Assignment - Repeat the entries below exactly and in full.

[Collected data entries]
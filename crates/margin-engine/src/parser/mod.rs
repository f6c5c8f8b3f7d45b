//! Parsing.

mod expressions;
#[allow(clippy::module_inception)]
mod parser;
mod typescript;

pub use parser::Parser;

use crate::ast::Program;
use crate::Error;

/// Parses JavaScript source into a program.
pub fn parse(source: &str) -> Result<Program, Error> {
    Parser::new(source).parse_program()
}

/// Parses TypeScript source into a program, erasing type syntax.
pub fn parse_typescript(source: &str) -> Result<Program, Error> {
    Parser::new_typescript(source).parse_program()
}
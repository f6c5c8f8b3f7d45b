//! Object representation.

use rustc_hash::FxHashMap;
use std::cell::RefCell;
use std::rc::Rc;

use super::value::Value;

/// A shared, mutable object reference.
pub type ObjectRef = Rc<RefCell<JsObject>>;

/// What kind of object this is.
#[derive(Debug, Clone, PartialEq, Eq)]
pub enum ObjectKind {
    /// A plain object
    Plain,
    /// An array (indexed storage lives in `elements`)
    Array,
    /// An error object (name/message live in properties)
    Error,
}

/// A JavaScript object.
#[derive(Debug)]
pub struct JsObject {
    /// The object kind
    pub kind: ObjectKind,
    /// Named properties
    pub properties: FxHashMap<String, Value>,
    /// Indexed elements, used when `kind` is `Array`
    pub elements: Vec<Value>,
    /// Prototype link for method lookup
    pub prototype: Option<ObjectRef>,
}

impl JsObject {
    /// Creates a plain object.
    pub fn plain() -> ObjectRef {
        Rc::new(RefCell::new(Self {
            kind: ObjectKind::Plain,
            properties: FxHashMap::default(),
            elements: Vec::new(),
            prototype: None,
        }))
    }

    /// Creates an array object.
    pub fn array(elements: Vec<Value>) -> ObjectRef {
        Rc::new(RefCell::new(Self {
            kind: ObjectKind::Array,
            properties: FxHashMap::default(),
            elements,
            prototype: None,
        }))
    }

    /// Creates an error object with `name` and `message` properties.
    pub fn error(name: &str, message: &str) -> ObjectRef {
        let mut properties = FxHashMap::default();
        properties.insert("name".to_string(), Value::String(name.to_string()));
        properties.insert("message".to_string(), Value::String(message.to_string()));
        Rc::new(RefCell::new(Self {
            kind: ObjectKind::Error,
            properties,
            elements: Vec::new(),
            prototype: None,
        }))
    }

    /// Whether this object is an array.
    pub fn is_array(&self) -> bool {
        self.kind == ObjectKind::Array
    }

    /// Reads an own property (array indices and `length` included).
    pub fn get_own(&self, key: &str) -> Option<Value> {
        if self.is_array() {
            if key == "length" {
                return Some(Value::Number(self.elements.len() as f64));
            }
            if let Ok(index) = key.parse::<usize>() {
                return Some(self.elements.get(index).cloned().unwrap_or(Value::Undefined));
            }
        }
        self.properties.get(key).cloned()
    }

    /// Writes a property (array indices and `length` included).
    pub fn set(&mut self, key: &str, value: Value) {
        if self.is_array() {
            if key == "length" {
                let len = value.to_number().max(0.0) as usize;
                self.elements.resize(len, Value::Undefined);
                return;
            }
            if let Ok(index) = key.parse::<usize>() {
                if index >= self.elements.len() {
                    self.elements.resize(index + 1, Value::Undefined);
                }
                self.elements[index] = value;
                return;
            }
        }
        self.properties.insert(key.to_string(), value);
    }

    /// Whether the object (or its prototype chain) has the given key.
    pub fn has(&self, key: &str) -> bool {
        if self.get_own(key).is_some() {
            return true;
        }
        match &self.prototype {
            Some(proto) => proto.borrow().has(key),
            None => false,
        }
    }

    /// Enumerable own keys, array indices first.
    pub fn keys(&self) -> Vec<String> {
        let mut keys: Vec<String> = (0..self.elements.len()).map(|i| i.to_string()).collect();
        keys.extend(self.properties.keys().cloned());
        keys
    }
}

/// Reads a property through the prototype chain.
pub fn get_property(object: &ObjectRef, key: &str) -> Option<Value> {
    let mut current = Rc::clone(object);
    loop {
        let next = {
            let borrowed = current.borrow();
            if let Some(value) = borrowed.get_own(key) {
                return Some(value);
            }
            borrowed.prototype.clone()
        };
        match next {
            Some(proto) => current = proto,
            None => return None,
        }
    }
}

/// Writes an own property.
pub fn set_property(object: &ObjectRef, key: &str, value: Value) {
    object.borrow_mut().set(key, value);
}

Output -
filename crates/margin-engine/src/parser/mod.rs
repository f6c5c8f8b3f7d45b
//! Parsing.

mod expressions;
#[allow(clippy::module_inception)]
mod parser;
mod typescript;

pub use parser::Parser;

use crate::ast::Program;
use crate::Error;

/// Parses JavaScript source into a program.
pub fn parse(source: &str) -> Result<Program, Error> {
    Parser::new(source).parse_program()
}

/// Parses TypeScript source into a program, erasing type syntax.
pub fn parse_typescript(source: &str) -> Result<Program, Error> {
    Parser::new_typescript(source).parse_program()
}
repository f6c5c8f8b3f7d45b
//! Object representation.

use rustc_hash::FxHashMap;
use std::cell::RefCell;
use std::rc::Rc;

use super::value::Value;

/// A shared, mutable object reference.
pub type ObjectRef = Rc<RefCell<JsObject>>;

/// What kind of object this is.
#[derive(Debug, Clone, PartialEq, Eq)]
pub enum ObjectKind {
    /// A plain object
    Plain,
    /// An array (indexed storage lives in `elements`)
    Array,
    /// An error object (name/message live in properties)
    Error,
}

/// A JavaScript object.
#[derive(Debug)]
pub struct JsObject {
    /// The object kind
    pub kind: ObjectKind,
    /// Named properties
    pub properties: FxHashMap<String, Value>,
    /// Indexed elements, used when `kind` is `Array`
    pub elements: Vec<Value>,
    /// Prototype link for method lookup
    pub prototype: Option<ObjectRef>,
}

impl JsObject {
    /// Creates a plain object.
    pub fn plain() -> ObjectRef {
        Rc::new(RefCell::new(Self {
            kind: ObjectKind::Plain,
            properties: FxHashMap::default(),
            elements: Vec::new(),
            prototype: None,
        }))
    }

    /// Creates an array object.
    pub fn array(elements: Vec<Value>) -> ObjectRef {
        Rc::new(RefCell::new(Self {
            kind: ObjectKind::Array,
            properties: FxHashMap::default(),
            elements,
            prototype: None,
        }))
    }

    /// Creates an error object with `name` and `message` properties.
    pub fn error(name: &str, message: &str) -> ObjectRef {
        let mut properties = FxHashMap::default();
        properties.insert("name".to_string(), Value::String(name.to_string()));
        properties.insert("message".to_string(), Value::String(message.to_string()));
        Rc::new(RefCell::new(Self {
            kind: ObjectKind::Error,
            properties,
            elements: Vec::new(),
            prototype: None,
        }))
    }

    /// Whether this object is an array.
    pub fn is_array(&self) -> bool {
        self.kind == ObjectKind::Array
    }

    /// Reads an own property (array indices and `length` included).
    pub fn get_own(&self, key: &str) -> Option<Value> {
        if self.is_array() {
            if key == "length" {
                return Some(Value::Number(self.elements.len() as f64));
            }
            if let Ok(index) = key.parse::<usize>() {
                return Some(self.elements.get(index).cloned().unwrap_or(Value::Undefined));
            }
        }
        self.properties.get(key).cloned()
    }

    /// Writes a property (array indices and `length` included).
    pub fn set(&mut self, key: &str, value: Value) {
        if self.is_array() {
            if key == "length" {
                let len = value.to_number().max(0.0) as usize;
                self.elements.resize(len, Value::Undefined);
                return;
            }
            if let Ok(index) = key.parse::<usize>() {
                if index >= self.elements.len() {
                    self.elements.resize(index + 1, Value::Undefined);
                }
                self.elements[index] = value;
                return;
            }
        }
        self.properties.insert(key.to_string(), value);
    }

    /// Whether the object (or its prototype chain) has the given key.
    pub fn has(&self, key: &str) -> bool {
        if self.get_own(key).is_some() {
            return true;
        }
        match &self.prototype {
            Some(proto) => proto.borrow().has(key),
            None => false,
        }
    }

    /// Enumerable own keys, array indices first.
    pub fn keys(&self) -> Vec<String> {
        let mut keys: Vec<String> = (0..self.elements.len()).map(|i| i.to_string()).collect();
        keys.extend(self.properties.keys().cloned());
        keys
    }
}

/// Reads a property through the prototype chain.
pub fn get_property(object: &ObjectRef, key: &str) -> Option<Value> {
    let mut current = Rc::clone(object);
    loop {
        let next = {
            let borrowed = current.borrow();
            if let Some(value) = borrowed.get_own(key) {
                return Some(value);
            }
            borrowed.prototype.clone()
        };
        match next {
            Some(proto) => current = proto,
            None => return None,
        }
    }
}

/// Writes an own property.
pub fn set_property(object: &ObjectRef, key: &str, value: Value) {
    object.borrow_mut().set(key, value);
}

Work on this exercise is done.